-- Given data follows --

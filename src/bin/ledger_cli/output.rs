//! Output formatting for the asset-ledger CLI
//!
//! Human-readable and JSON renderings of import status, plans and balances.

use anyhow::Result;
use chrono::SecondsFormat;
use serde::Serialize;

use ledger_import::{BulkImportStatus, ImportPlan, ImportReport, ImportSession, ImportState, StatusStore};
use ledger_types::{dates, BucketBalance, LedgerEntry, LedgerKey};

fn state_label(state: ImportState) -> String {
    match state {
        ImportState::Completed => format!("\x1b[32m{}\x1b[0m", state),
        ImportState::Failed => format!("\x1b[31m{}\x1b[0m", state),
        ImportState::InProgress => format!("\x1b[33m{}\x1b[0m", state),
        ImportState::Pending => state.to_string(),
    }
}

fn format_day(days: i32) -> String {
    dates::date_from_days(days)
        .map(|d| d.to_string())
        .unwrap_or_else(|| days.to_string())
}

pub fn format_status(status: &BulkImportStatus) -> String {
    let mut out = format!(
        "\x1b[1mImport {}\x1b[0m: {}\n",
        status.import_id,
        state_label(status.status)
    );
    out.push_str(&format!(
        "  Chunks:   {}/{}\n",
        status.completed_chunks, status.total_chunks
    ));
    out.push_str(&format!("  Ledgers:  {}\n", status.total_ledgers));
    out.push_str(&format!("  Entries:  {}\n", status.total_entries));
    if let Some(id) = &status.last_successful_correlation_id {
        out.push_str(&format!("  Last committed correlation id: {}\n", id));
    }
    if let Some(cursor) = &status.resume_cursor {
        out.push_str(&format!("  Resume point: {}\n", cursor));
    }
    if let Some(attempt) = status.last_attempted_chunk.as_ref().filter(|a| !a.confirmed) {
        out.push_str(&format!(
            "  Unconfirmed chunk {}: tx {}\n",
            attempt.chunk_index, attempt.transaction_hash
        ));
    }
    if let Some(costs) = &status.gas_costs {
        out.push_str(&format!(
            "  Gas model: {} per ledger, {} per entry\n",
            costs.ledger_with_key_gas, costs.entry_gas
        ));
    }
    out.push_str(&format!(
        "  Started:  {}\n  Updated:  {}\n",
        status.created_at.to_rfc3339_opts(SecondsFormat::Secs, true),
        status.updated_at.to_rfc3339_opts(SecondsFormat::Secs, true)
    ));
    if let Some(message) = &status.error_message {
        out.push_str(&format!("  \x1b[31mError:\x1b[0m {}\n", message));
    }
    out
}

pub fn print_status(status: &BulkImportStatus, json_output: bool) -> Result<()> {
    if json_output {
        println!("{}", serde_json::to_string_pretty(status)?);
    } else {
        print!("{}", format_status(status));
    }
    Ok(())
}

/// Summary shown before asking to proceed.
pub fn print_session(session: &ImportSession, store: &StatusStore) {
    println!("Import id:   {}", session.import_id());
    println!("File:        {}", session.file.display());
    println!("Status file: {}", store.path_for(session.import_id()).display());
    println!(
        "Chunks:      {} to submit ({} already committed)",
        session.remaining_chunks(),
        session.status.completed_chunks
    );
    let cursor = session.resume_cursor();
    if !cursor.is_start() {
        match session.resume_from() {
            Some(id) => println!("Resuming at {} (after correlation id {})", cursor, id),
            None => println!("Resuming at {}", cursor),
        }
    }
    println!(
        "Gas model:   {} per ledger, {} per entry",
        session.costs.ledger_with_key_gas, session.costs.entry_gas
    );
}

pub fn print_report(report: &ImportReport, json_output: bool, verbose: bool) -> Result<()> {
    if json_output {
        println!("{}", serde_json::to_string_pretty(report)?);
        return Ok(());
    }
    println!(
        "\x1b[32m✓ Import {} completed\x1b[0m: {} chunks submitted this run",
        report.import_id, report.chunks_submitted
    );
    if verbose {
        print!("{}", format_status(&report.status));
    }
    Ok(())
}

pub fn print_plan(plan: &ImportPlan, json_output: bool, verbose: bool) -> Result<()> {
    if json_output {
        println!("{}", serde_json::to_string_pretty(plan)?);
        return Ok(());
    }

    println!(
        "\x1b[1mPlan:\x1b[0m {} chunks, {} records, {} entries",
        plan.chunks.len(),
        plan.total_ledgers,
        plan.total_entries
    );
    println!(
        "Gas model: {} per ledger, {} per entry (budget {} per tx, max {} bytes)",
        plan.gas_costs.ledger_with_key_gas,
        plan.gas_costs.entry_gas,
        plan.gas_budget,
        plan.max_tx_size_bytes
    );

    let over: Vec<_> = plan.chunks.iter().filter(|c| !c.within_limits).collect();
    if verbose || !over.is_empty() {
        println!();
        for chunk in &plan.chunks {
            if !verbose && chunk.within_limits {
                continue;
            }
            let marker = if chunk.within_limits { " " } else { "\x1b[31m!\x1b[0m" };
            println!(
                "{} [{:>4}] {:>5} records {:>7} entries {:>9} bytes {:>10} gas  {}..{}",
                marker,
                chunk.index,
                chunk.records,
                chunk.entries,
                chunk.size_bytes,
                chunk.estimated_gas,
                chunk.first_correlation_id.as_deref().unwrap_or("-"),
                chunk.last_correlation_id.as_deref().unwrap_or("-")
            );
        }
    }
    if !over.is_empty() {
        println!("\n\x1b[31m{} chunks exceed transaction limits\x1b[0m", over.len());
    }
    Ok(())
}

pub fn print_balances(
    key: &LedgerKey,
    as_of: i32,
    balances: &[BucketBalance],
    entries: Option<&[LedgerEntry]>,
    json_output: bool,
) -> Result<()> {
    if json_output {
        #[derive(Serialize)]
        struct BalancesJson<'a> {
            ledger_key: &'a LedgerKey,
            as_of: String,
            balances: &'a [BucketBalance],
            #[serde(skip_serializing_if = "Option::is_none")]
            entries: Option<&'a [LedgerEntry]>,
        }

        let json = BalancesJson {
            ledger_key: key,
            as_of: format_day(as_of),
            balances,
            entries,
        };
        println!("{}", serde_json::to_string_pretty(&json)?);
        return Ok(());
    }

    println!("\x1b[1mBalances of {} as of {}\x1b[0m", key, format_day(as_of));
    if balances.is_empty() {
        println!("  (no balances)");
    }
    for balance in balances {
        println!("  bucket {:>3}: {}", balance.bucket_type_id, balance.balance_amt);
    }

    if let Some(entries) = entries {
        println!("\n\x1b[1mEntries:\x1b[0m");
        for entry in entries {
            println!(
                "  {} seq {:>3} type {:>3} effective {} total {}{}",
                entry.correlation_id,
                entry.sequence,
                entry.entry_type_id,
                format_day(entry.effective_date),
                entry.total_amt,
                if entry.is_void { " (void)" } else { "" }
            );
        }
    }
    Ok(())
}

/// Format an error for display
pub fn format_error(error: &anyhow::Error, json_output: bool) -> String {
    if json_output {
        #[derive(Serialize)]
        struct ErrorJson {
            error: String,
            #[serde(skip_serializing_if = "Option::is_none")]
            cause: Option<String>,
        }

        let err = ErrorJson {
            error: error.to_string(),
            cause: error.chain().nth(1).map(|e| e.to_string()),
        };
        serde_json::to_string_pretty(&err).unwrap_or_else(|_| "{}".to_string())
    } else {
        let mut out = format!("\x1b[31mError:\x1b[0m {}\n", error);
        let mut causes = error.chain().skip(1).peekable();
        if causes.peek().is_some() {
            out.push_str("Caused by:\n");
            for (idx, cause) in causes.enumerate() {
                out.push_str(&format!("  {}: {}\n", idx + 1, cause));
            }
        }
        out
    }
}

-- Given data concluded --

> _Your goal_: Could you print all of the entries again exactly as they stand?

> _Exercise solution_:
filename src/bin/ledger_cli/output.rs
//! Output formatting for the asset-ledger CLI
//!
//! Human-readable and JSON renderings of import status, plans and balances.

use anyhow::Result;
use chrono::SecondsFormat;
use serde::Serialize;

use ledger_import::{BulkImportStatus, ImportPlan, ImportReport, ImportSession, ImportState, StatusStore};
use ledger_types::{dates, BucketBalance, LedgerEntry, LedgerKey};

fn state_label(state: ImportState) -> String {
    match state {
        ImportState::Completed => format!("\x1b[32m{}\x1b[0m", state),
        ImportState::Failed => format!("\x1b[31m{}\x1b[0m", state),
        ImportState::InProgress => format!("\x1b[33m{}\x1b[0m", state),
        ImportState::Pending => state.to_string(),
    }
}

fn format_day(days: i32) -> String {
    dates::date_from_days(days)
        .map(|d| d.to_string())
        .unwrap_or_else(|| days.to_string())
}

pub fn format_status(status: &BulkImportStatus) -> String {
    let mut out = format!(
        "\x1b[1mImport {}\x1b[0m: {}\n",
        status.import_id,
        state_label(status.status)
    );
    out.push_str(&format!(
        "  Chunks:   {}/{}\n",
        status.completed_chunks, status.total_chunks
    ));
    out.push_str(&format!("  Ledgers:  {}\n", status.total_ledgers));
    out.push_str(&format!("  Entries:  {}\n", status.total_entries));
    if let Some(id) = &status.last_successful_correlation_id {
        out.push_str(&format!("  Last committed correlation id: {}\n", id));
    }
    if let Some(cursor) = &status.resume_cursor {
        out.push_str(&format!("  Resume point: {}\n", cursor));
    }
    if let Some(attempt) = status.last_attempted_chunk.as_ref().filter(|a| !a.confirmed) {
        out.push_str(&format!(
            "  Unconfirmed chunk {}: tx {}\n",
            attempt.chunk_index, attempt.transaction_hash
        ));
    }
    if let Some(costs) = &status.gas_costs {
        out.push_str(&format!(
            "  Gas model: {} per ledger, {} per entry\n",
            costs.ledger_with_key_gas, costs.entry_gas
        ));
    }
    out.push_str(&format!(
        "  Started:  {}\n  Updated:  {}\n",
        status.created_at.to_rfc3339_opts(SecondsFormat::Secs, true),
        status.updated_at.to_rfc3339_opts(SecondsFormat::Secs, true)
    ));
    if let Some(message) = &status.error_message {
        out.push_str(&format!("  \x1b[31mError:\x1b[0m {}\n", message));
    }
    out
}

pub fn print_status(status: &BulkImportStatus, json_output: bool) -> Result<()> {
    if json_output {
        println!("{}", serde_json::to_string_pretty(status)?);
    } else {
        print!("{}", format_status(status));
    }
    Ok(())
}

/// Summary shown before asking to proceed.
pub fn print_session(session: &ImportSession, store: &StatusStore) {
    println!("Import id:   {}", session.import_id());
    println!("File:        {}", session.file.display());
    println!("Status file: {}", store.path_for(session.import_id()).display());
    println!(
        "Chunks:      {} to submit ({} already committed)",
        session.remaining_chunks(),
        session.status.completed_chunks
    );
    let cursor = session.resume_cursor();
    if !cursor.is_start() {
        match session.resume_from() {
            Some(id) => println!("Resuming at {} (after correlation id {})", cursor, id),
            None => println!("Resuming at {}", cursor),
        }
    }
    println!(
        "Gas model:   {} per ledger, {} per entry",
        session.costs.ledger_with_key_gas, session.costs.entry_gas
    );
}

pub fn print_report(report: &ImportReport, json_output: bool, verbose: bool) -> Result<()> {
    if json_output {
        println!("{}", serde_json::to_string_pretty(report)?);
        return Ok(());
    }
    println!(
        "\x1b[32m✓ Import {} completed\x1b[0m: {} chunks submitted this run",
        report.import_id, report.chunks_submitted
    );
    if verbose {
        print!("{}", format_status(&report.status));
    }
    Ok(())
}

pub fn print_plan(plan: &ImportPlan, json_output: bool, verbose: bool) -> Result<()> {
    if json_output {
        println!("{}", serde_json::to_string_pretty(plan)?);
        return Ok(());
    }

    println!(
        "\x1b[1mPlan:\x1b[0m {} chunks, {} records, {} entries",
        plan.chunks.len(),
        plan.total_ledgers,
        plan.total_entries
    );
    println!(
        "Gas model: {} per ledger, {} per entry (budget {} per tx, max {} bytes)",
        plan.gas_costs.ledger_with_key_gas,
        plan.gas_costs.entry_gas,
        plan.gas_budget,
        plan.max_tx_size_bytes
    );

    let over: Vec<_> = plan.chunks.iter().filter(|c| !c.within_limits).collect();
    if verbose || !over.is_empty() {
        println!();
        for chunk in &plan.chunks {
            if !verbose && chunk.within_limits {
                continue;
            }
            let marker = if chunk.within_limits { " " } else { "\x1b[31m!\x1b[0m" };
            println!(
                "{} [{:>4}] {:>5} records {:>7} entries {:>9} bytes {:>10} gas  {}..{}",
                marker,
                chunk.index,
                chunk.records,
                chunk.entries,
                chunk.size_bytes,
                chunk.estimated_gas,
                chunk.first_correlation_id.as_deref().unwrap_or("-"),
                chunk.last_correlation_id.as_deref().unwrap_or("-")
            );
        }
    }
    if !over.is_empty() {
        println!("\n\x1b[31m{} chunks exceed transaction limits\x1b[0m", over.len());
    }
    Ok(())
}

pub fn print_balances(
    key: &LedgerKey,
    as_of: i32,
    balances: &[BucketBalance],
    entries: Option<&[LedgerEntry]>,
    json_output: bool,
) -> Result<()> {
    if json_output {
        #[derive(Serialize)]
        struct BalancesJson<'a> {
            ledger_key: &'a LedgerKey,
            as_of: String,
            balances: &'a [BucketBalance],
            #[serde(skip_serializing_if = "Option::is_none")]
            entries: Option<&'a [LedgerEntry]>,
        }

        let json = BalancesJson {
            ledger_key: key,
            as_of: format_day(as_of),
            balances,
            entries,
        };
        println!("{}", serde_json::to_string_pretty(&json)?);
        return Ok(());
    }

    println!("\x1b[1mBalances of {} as of {}\x1b[0m", key, format_day(as_of));
    if balances.is_empty() {
        println!("  (no balances)");
    }
    for balance in balances {
        println!("  bucket {:>3}: {}", balance.bucket_type_id, balance.balance_amt);
    }

    if let Some(entries) = entries {
        println!("\n\x1b[1mEntries:\x1b[0m");
        for entry in entries {
            println!(
                "  {} seq {:>3} type {:>3} effective {} total {}{}",
                entry.correlation_id,
                entry.sequence,
                entry.entry_type_id,
                format_day(entry.effective_date),
                entry.total_amt,
                if entry.is_void { " (void)" } else { "" }
            );
        }
    }
    Ok(())
}

/// Format an error for display
pub fn format_error(error: &anyhow::Error, json_output: bool) -> String {
    if json_output {
        #[derive(Serialize)]
        struct ErrorJson {
            error: String,
            #[serde(skip_serializing_if = "Option::is_none")]
            cause: Option<String>,
        }

        let err = ErrorJson {
            error: error.to_string(),
            cause: error.chain().nth(1).map(|e| e.to_string()),
        };
        serde_json::to_string_pretty(&err).unwrap_or_else(|_| "{}".to_string())
    } else {
        let mut out = format!("\x1b[31mError:\x1b[0m {}\n", error);
        let mut causes = error.chain().skip(1).peekable();
        if causes.peek().is_some() {
            out.push_str("Caused by:\n");
            for (idx, cause) in causes.enumerate() {
                out.push_str(&format!("  {}: {}\n", idx + 1, cause));
            }
        }
        out
    }
}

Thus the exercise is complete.